A Notícia

Quinta
09 de setembro de 2010

Descascando o abacaxi

E-mail Imprimir PDF

A volta ao cenário político do ex-ministro chefe da Casa Civil, José Dirceu, tem causado inquietação e desconforto ao presidente Lula, que teme os respingos de suas ações à candidatura oficial de Dilma Rousseff.

Oficialmente fora da vida pública desde o ano de 2005, quando teve seu mandato de deputado cassado sob a acusação de ser o mentor do maior escândalo do governo Lula, ele retorna à visiblilidade política ao ser eleito para o Diretório Nacional do PT, demonstrando que jamais deixou de exercer as suas influências dentro do partido, mesmo que extraoficialmente.

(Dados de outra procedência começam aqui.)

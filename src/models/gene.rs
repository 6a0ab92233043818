use super::{Demand, RoutingMode};
use rand::Rng;
use tracing::instrument;

/// One demand's share of traffic on each of its candidate paths.
///
/// Weights are non-negative and sum to 1 after every normalization. In
/// single-path routing exactly one weight is 1.
#[derive(Debug, Clone, PartialEq)]
pub struct Gene {
    weights: Vec<f64>,
}

impl Gene {
    /// Draws every weight uniformly from `[0, 1)` and normalizes.
    ///
    /// # Panics
    ///
    /// If `path_count` is zero. Demands without candidate paths are rejected when the
    /// topology is built, so reaching this is a caller bug.
    #[instrument(level = "debug", skip(rng))]
    pub fn random<R: Rng>(rng: &mut R, path_count: usize, routing: RoutingMode) -> Self {
        assert!(path_count > 0, "gene requires at least one candidate path");

        let weights = (0..path_count).map(|_| rng.random::<f64>()).collect();
        Self::from_weights(weights, routing)
    }

    /// Builds a gene from explicit weights and normalizes them.
    ///
    /// # Panics
    ///
    /// If `weights` is empty or holds a negative, NaN or infinite weight.
    pub fn from_weights(weights: Vec<f64>, routing: RoutingMode) -> Self {
        assert!(!weights.is_empty(), "gene requires at least one candidate path");

        let mut gene = Self { weights };
        gene.normalize(routing);
        gene
    }

    pub fn weights(&self) -> &[f64] {
        &self.weights
    }

    pub fn len(&self) -> usize {
        self.weights.len()
    }

    pub fn is_empty(&self) -> bool {
        self.weights.is_empty()
    }

    /// Scales the weights to sum to 1.
    ///
    /// An all-zero vector collapses to all traffic on path 0. In single-path routing
    /// the normalized weights collapse onto the path at the rounded weighted mean
    /// index `round(Σ i·wᵢ)`, which is not necessarily the heaviest path. Halves round
    /// to even.
    ///
    /// # Panics
    ///
    /// If any weight is negative, NaN or infinite, or if the collapse index falls
    /// outside the vector.
    pub fn normalize(&mut self, routing: RoutingMode) {
        assert!(
            self.weights.iter().all(|&w| w >= 0.0),
            "gene weights must be non-negative, got {:?}",
            self.weights
        );

        assert!(
            self.weights.iter().all(|w| w.is_finite()),
            "gene weights must be finite, got {:?}",
            self.weights
        );

        let max = self.weights.iter().copied().fold(0.0, f64::max);
        if max == 0.0 {
            self.collapse(0);
            return;
        }

        // Scaling by the largest weight first keeps the sum finite
        for w in self.weights.iter_mut() {
            *w /= max;
        }

        let sum: f64 = self.weights.iter().sum();
        for w in self.weights.iter_mut() {
            *w /= sum;
        }

        if routing.is_single_path() {
            let mean: f64 = self
                .weights
                .iter()
                .enumerate()
                .map(|(i, w)| i as f64 * w)
                .sum();
            let index = mean.round_ties_even();
            assert!(
                index >= 0.0 && (index as usize) < self.weights.len(),
                "single-path collapse index {index} out of bounds for {} paths",
                self.weights.len()
            );

            self.collapse(index as usize);
        }
    }

    /// Index of the path carrying all traffic, if the gene is one-hot.
    pub fn chosen_path(&self) -> Option<usize> {
        let mut chosen = None;
        for (i, &w) in self.weights.iter().enumerate() {
            if w == 1.0 && chosen.is_none() {
                chosen = Some(i);
            } else if w != 0.0 {
                return None;
            }
        }
        chosen
    }

    /// Adds this gene's share of `demand` to the per-link totals in `loads`.
    pub(crate) fn add_capacity_per_link(&self, demand: &Demand, loads: &mut [f64]) {
        for (path, &weight) in demand.paths().iter().zip(self.weights.iter()) {
            if weight == 0.0 {
                continue;
            }

            let flow = demand.value() * weight;
            for link in path.links() {
                loads[link.index()] += flow;
            }
        }
    }

    /// Capacity this gene requires on each link, indexed by link position.
    pub fn capacity_per_link(&self, demand: &Demand, link_count: usize) -> Vec<f64> {
        assert_eq!(
            self.weights.len(),
            demand.path_count(),
            "gene length does not match demand '{}'",
            demand.name()
        );

        let mut loads = vec![0.0; link_count];
        self.add_capacity_per_link(demand, &mut loads);
        loads
    }

    pub(crate) fn weights_mut(&mut self) -> &mut [f64] {
        &mut self.weights
    }

    fn collapse(&mut self, index: usize) {
        for (i, w) in self.weights.iter_mut().enumerate() {
            *w = if i == index { 1.0 } else { 0.0 };
        }
    }
}
//! Four-city sample network shared by the unit tests.

use super::{Modularity, Topology};

pub(crate) fn polska() -> Topology {
    polska_with(Modularity::new(1.0).unwrap())
}

pub(crate) fn polska_with(modularity: Modularity) -> Topology {
    polska_links(
        modularity,
        [(622.0, 468.0), (622.0, 468.0), (622.0, 468.0), (622.0, 468.0)],
    )
}

/// The same network on the smaller module types, so several modules per link are
/// needed and plans differ in cost.
pub(crate) fn polska_small_modules() -> Topology {
    polska_links(
        Modularity::new(1.0).unwrap(),
        [(155.0, 156.0), (155.0, 156.0), (131.0, 156.0), (155.0, 112.0)],
    )
}

fn polska_links(modularity: Modularity, modules: [(f64, f64); 4]) -> Topology {
    Topology::builder(modularity)
        .node("Gdansk", 18.60, 54.20)
        .node("Szczecin", 14.50, 53.40)
        .node("Warsaw", 21.00, 52.20)
        .node("Wroclaw", 16.90, 51.10)
        .link("Link_0_1", "Gdansk", "Warsaw", modules[0].0, modules[0].1)
        .link("Link_0_2", "Gdansk", "Szczecin", modules[1].0, modules[1].1)
        .link("Link_2_3", "Szczecin", "Wroclaw", modules[2].0, modules[2].1)
        .link("Link_3_1", "Wroclaw", "Warsaw", modules[3].0, modules[3].1)
        .demand(
            "Demand_0_1",
            "Gdansk",
            "Warsaw",
            195.0,
            None,
            [
                vec!["Link_0_1"],
                vec!["Link_0_2", "Link_2_3", "Link_3_1"],
            ],
        )
        .demand(
            "Demand_0_2",
            "Gdansk",
            "Wroclaw",
            158.0,
            None,
            [vec!["Link_0_1", "Link_3_1"], vec!["Link_0_2", "Link_2_3"]],
        )
        .demand(
            "Demand_0_3",
            "Gdansk",
            "Szczecin",
            174.0,
            None,
            [
                vec!["Link_0_2"],
                vec!["Link_0_1", "Link_3_1", "Link_2_3"],
            ],
        )
        .build()
        .unwrap()
}
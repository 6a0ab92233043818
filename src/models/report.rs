use super::CostBreakdown;
use chrono::{DateTime, Utc};
use serde::Serialize;
use uuid::Uuid;

/// A capacity plan in provider terms: names instead of indices.
#[derive(Debug, Clone, PartialEq, Serialize)]
pub struct Solution {
    pub objective: f64,
    pub cost: CostBreakdown,
    pub links: Vec<LinkPlan>,
    pub demands: Vec<DemandPlan>,
}

#[derive(Debug, Clone, PartialEq, Serialize)]
pub struct LinkPlan {
    pub link: String,
    pub modules: u64,
    pub module_capacity: f64,
    /// Traffic routed over the link.
    pub required_capacity: f64,
}

#[derive(Debug, Clone, PartialEq, Serialize)]
pub struct DemandPlan {
    pub demand: String,
    pub routing: DemandRouting,
}

/// How one demand's traffic is carried.
#[derive(Debug, Clone, PartialEq, Serialize)]
#[serde(tag = "mode", rename_all = "kebab-case")]
pub enum DemandRouting {
    /// All traffic on one path.
    Single { path: Vec<String>, value: f64 },
    /// Traffic spread over every path with a non-zero share.
    Split { flows: Vec<PathFlow> },
}

#[derive(Debug, Clone, PartialEq, Serialize)]
pub struct PathFlow {
    pub path: Vec<String>,
    pub value: f64,
}

/// Summary of an evolution run, ready to be serialized.
#[derive(Debug, Clone, Serialize)]
pub struct Report {
    pub run_id: Uuid,
    pub started_at: DateTime<Utc>,
    pub finished_at: Option<DateTime<Utc>>,
    pub epochs_run: usize,
    pub best: Solution,
    pub cost_history: Vec<f64>,
    pub stagnation_history: Vec<usize>,
}
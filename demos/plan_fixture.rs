//! # Capacity Planning Example
//!
//! Plans link capacity for a four-city network. Every demand has two candidate
//! paths and every link installs 622-unit modules.
//!
//! Run with `cargo run --example plan_fixture`. The settings can be overridden by
//! passing a JSON file as the first argument.

use anyhow::Result;
use netcap_ga::{
    Evolution,
    models::{Settings, Topology, TopologyDescription},
};
use std::env;

const POLSKA: &str = include_str!("polska.json");

const SETTINGS: &str = r#"{
    "population_size": 30,
    "epochs": 40,
    "mutation_rate": 0.1,
    "crossover_chance": 0.6,
    "crossover": "vertical-slice",
    "selector": "exponential",
    "succession": "elitist-merge",
    "routing": "splitting",
    "seed": 7,
    "stagnation_limit": 15
}"#;

fn main() -> Result<()> {
    // Initialize logging to see per-epoch progress
    tracing_subscriber::fmt()
        .with_max_level(tracing::Level::INFO)
        .init();

    let settings = match env::args().nth(1) {
        Some(path) => Settings::from_json(&std::fs::read_to_string(path)?)?,
        None => Settings::from_json(SETTINGS)?,
    };

    let description: TopologyDescription = serde_json::from_str(POLSKA)?;
    let topology = Topology::from_description(description)?;

    let mut evolution = Evolution::new(&topology, settings)?;
    let best = evolution.run()?;
    tracing::info!(cost = best.score(), "Best plan found");

    println!("{}", serde_json::to_string_pretty(&evolution.report())?);

    Ok(())
}
use serde::{Deserialize, Serialize};
use std::str::FromStr;

/// Error returned when a driver passes an unknown operator or mode name.
#[derive(Debug, thiserror::Error, PartialEq, Eq)]
#[error("unknown {kind} mode '{value}', expected one of: {expected}")]
pub struct ParseModeError {
    kind: &'static str,
    value: String,
    expected: &'static str,
}

impl ParseModeError {
    pub(crate) fn new(kind: &'static str, value: &str, expected: &'static str) -> Self {
        Self {
            kind,
            value: value.to_string(),
            expected,
        }
    }
}

/// How a demand's traffic may be distributed over its candidate paths.
#[derive(Debug, Clone, Copy, PartialEq, Eq, Serialize, Deserialize)]
#[serde(rename_all = "kebab-case")]
pub enum RoutingMode {
    /// Every demand is carried entirely by one path.
    SinglePath,
    /// Traffic may be split across paths in any proportion.
    Splitting,
}

impl RoutingMode {
    pub fn is_single_path(&self) -> bool {
        matches!(self, RoutingMode::SinglePath)
    }
}

impl FromStr for RoutingMode {
    type Err = ParseModeError;

    fn from_str(s: &str) -> Result<Self, Self::Err> {
        match s {
            "single-path" | "single" => Ok(Self::SinglePath),
            "splitting" | "multi" => Ok(Self::Splitting),
            _ => Err(ParseModeError::new("routing", s, "single-path, splitting")),
        }
    }
}
mod engine;
mod errors;

pub use engine::{Evolution, Scored, State};
pub use errors::Error;
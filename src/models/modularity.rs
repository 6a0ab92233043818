use serde::{Deserialize, Serialize};

/// Grouping granularity: modules on a link may only be installed in whole multiples of `k`.
#[derive(Debug, Clone, Copy, PartialEq, Serialize, Deserialize)]
#[serde(try_from = "f64", into = "f64")]
pub struct Modularity(f64);

#[derive(Debug, thiserror::Error, PartialEq)]
#[error("modularity must be a finite value >= 1.0, got {0}")]
pub struct ModularityOutOfRange(f64);

impl Modularity {
    pub fn new(k: f64) -> Result<Self, ModularityOutOfRange> {
        if !(k.is_finite() && k >= 1.0) {
            return Err(ModularityOutOfRange(k));
        }

        Ok(Self(k))
    }

    pub fn value(&self) -> f64 {
        self.0
    }

    /// Modules installed beyond `modules` to reach the next multiple of `k`.
    ///
    /// `modules` is expected to be a whole module count, which makes the waste
    /// exactly zero for `k = 1`.
    pub fn waste(&self, modules: f64) -> f64 {
        (modules / self.0).ceil() * self.0 - modules
    }
}

impl TryFrom<f64> for Modularity {
    type Error = ModularityOutOfRange;

    fn try_from(value: f64) -> Result<Self, Self::Error> {
        Self::new(value)
    }
}

impl From<Modularity> for f64 {
    fn from(modularity: Modularity) -> Self {
        modularity.0
    }
}

#[cfg(test)]
mod tests {
    use super::*;

    #[test]
    fn it_validates_range() {
        assert!(Modularity::new(0.5).is_err());
        assert!(Modularity::new(-1.0).is_err());
        assert!(Modularity::new(f64::NAN).is_err());
        assert!(Modularity::new(f64::INFINITY).is_err());
        assert!(Modularity::new(1.0).is_ok());
        assert!(Modularity::new(2.5).is_ok());
    }

    #[test]
    fn it_has_no_waste_for_unit_modularity() {
        let k = Modularity::new(1.0).unwrap();
        for modules in 0..50 {
            assert_eq!(k.waste(modules as f64), 0.0);
        }
    }

    #[test]
    fn it_rounds_up_to_next_group() {
        let k = Modularity::new(4.0).unwrap();
        assert_eq!(k.waste(0.0), 0.0);
        assert_eq!(k.waste(1.0), 3.0);
        assert_eq!(k.waste(4.0), 0.0);
        assert_eq!(k.waste(5.0), 3.0);

        let k = Modularity::new(2.5).unwrap();
        assert_eq!(k.waste(3.0), 2.0);
    }

    #[test]
    fn it_deserializes_through_validation() {
        let k: Modularity = serde_json::from_str("3.0").unwrap();
        assert_eq!(k.value(), 3.0);

        assert!(serde_json::from_str::<Modularity>("0.25").is_err());
    }
}
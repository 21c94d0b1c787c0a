//! h2svg - Draw graphs in the Poincaré disk model of hyperbolic space
//!
//! A settled force layout is projected into the unit disk so the region around
//! the layout's centroid is magnified and the periphery is compressed. Nodes
//! become circles of fixed hyperbolic radius and edges become geodesic arcs
//! orthogonal to the boundary. A plain Euclidean mode is available too.
//!
//! # Example
//!
//! ```rust
//! use h2svg::render_to_svg;
//!
//! let svg = render_to_svg(r#"{"nodes": [{"id": 1}, {"id": 2}], "edges": [{"source": 1, "target": 2}]}"#).unwrap();
//! assert!(svg.starts_with("<svg"));
//! ```
//!
//! # Driving the renderer
//!
//! ```rust
//! use h2svg::{GraphRenderer, Graph, Node, Edge, PanZoom, PhyllotaxisLayout, StaticHost};
//!
//! let mut renderer = GraphRenderer::new();
//! renderer.attach_canvas(&StaticHost::single(400.0, 400.0), "#render", None).unwrap();
//! renderer.set_graph(Graph::new(vec![Node::new("a"), Node::new("b")], vec![Edge::new("a", "b")])).unwrap();
//! let first = renderer.render(&mut PhyllotaxisLayout).unwrap();
//! let panned = renderer.pan_zoom(PanZoom::translate(40.0, 0.0)).unwrap();
//! assert_eq!(first.nodes.len(), panned.nodes.len());
//! ```

pub mod config;
pub mod error;
pub mod generators;
pub mod geometry;
pub mod host;
pub mod layout;
pub mod renderer;
pub mod svg;
pub mod types;

pub use config::{Margin, Projection, RenderOptions, RenderSettings};
pub use error::{ConfigError, Error, GeometryError, GraphError, LayoutError, Result, StateError};
pub use geometry::{BoundingBox, Circle, Disk, PathDescriptor, Point};
pub use host::{CanvasHost, Element, Selector, StaticHost};
pub use layout::{ForceParams, ForceSimulation, PanZoom, PhyllotaxisLayout};
pub use renderer::{EdgeGeometry, GraphRenderer, NodeGeometry, RenderState};
pub use svg::{DiagramColors, Frame, Theme};
pub use types::*;

/// Options for one-shot rendering.
#[derive(Debug, Clone)]
pub struct SvgRenderOptions {
    /// Renderer parameters (projection, edge thickness)
    pub render: RenderOptions,
    /// Width and height of the drawing in px. Default: 600
    pub size: f64,
    /// Pan applied after the layout settles. Default: none
    pub pan: Option<PanZoom>,
    pub colors: DiagramColors,
    /// Leave the SVG background unpainted. Default: false
    pub transparent: bool,
}

impl Default for SvgRenderOptions {
    fn default() -> Self {
        Self {
            render: RenderOptions::default(),
            size: 600.0,
            pan: None,
            colors: DiagramColors::default(),
            transparent: false,
        }
    }
}

/// Lay out and draw a graph into a square canvas, returning the final frame.
pub fn render_frame(graph: Graph, options: &SvgRenderOptions) -> Result<Frame> {
    let mut renderer = GraphRenderer::new();
    renderer.configure(&options.render)?;
    renderer.attach_canvas(&StaticHost::single(options.size, options.size), "#render", None)?;
    renderer.set_graph(graph)?;
    let frame = renderer.render(&mut PhyllotaxisLayout)?;
    match options.pan {
        Some(pan) => renderer.pan_zoom(pan),
        None => Ok(frame),
    }
}

/// Draw a graph as SVG text.
pub fn render_graph_svg(graph: Graph, options: &SvgRenderOptions) -> Result<String> {
    let frame = render_frame(graph, options)?;
    Ok(svg::render_svg(&frame, &options.colors, options.transparent))
}

/// Draw graph JSON as SVG text with default options.
///
/// # Example
/// ```rust
/// let svg = h2svg::render_to_svg(r#"{"nodes": [{"id": "x"}]}"#).unwrap();
/// assert!(svg.contains(r#"class="node""#));
/// ```
pub fn render_to_svg(input: &str) -> Result<String> {
    let graph = Graph::from_json(input)?;
    render_graph_svg(graph, &SvgRenderOptions::default())
}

Processado pelo Supremo Tribunal Federal, acusado de formação de quadrilha juntamente com outras 39 pessoas envolvidas no escândalo do mensalão, só deverá ser julgado em 2011, após a oitiva de mais de 600 testemunhas arroladas pelos réus, fazendo com que a conclusão do processo, que tem a relatoria sob a responsabilidade do Ministro Joaquim Barbosa, esteja se arrastando por todos estes anos.

Embora processado pelo STF e em que pese a demora no julgamento, a aparição do ex-ministro declarando arrogantemente que subirá no palanque e que participará da campanha da candidata oficial é sintomática. Se por um lado o presidente Lula não deseja uma aproximação pública e direta do ex-ministro com o governo por razões óbvias, de outro, também não pode mandá-lo às favas, uma vez que José Dirceu por ter sido um ministro todo poderoso na época do escândalo, conhece os meandros dos bastidores do atual governo, fazendo com que seu silêncio e sua lealdade sejam imprescindíveis.

Já agora, como parte do ingrediente desse "mexido" indigesto para o Planalto, durante a semana, surgiram outras denúncias de que o ex-ministro teria feito recentemente lobby corporativo em favor de uma empresa privada que poderia ser beneficiada no Plano Nacional de Banda Larga, que é uma das prioridades do governo na reativação da Telebras.

O certo é que, se o ex-ministro mantiver a sua intenção de voltar ao cenário político, mesmo antes do seu julgamento final pelo STF, o governo, que evita a todo custo falar de mensalão, tentará blindar a candidatura oficial, mas terá que deglutir esse prato indigesto regado a uma salada de casca de abacaxi.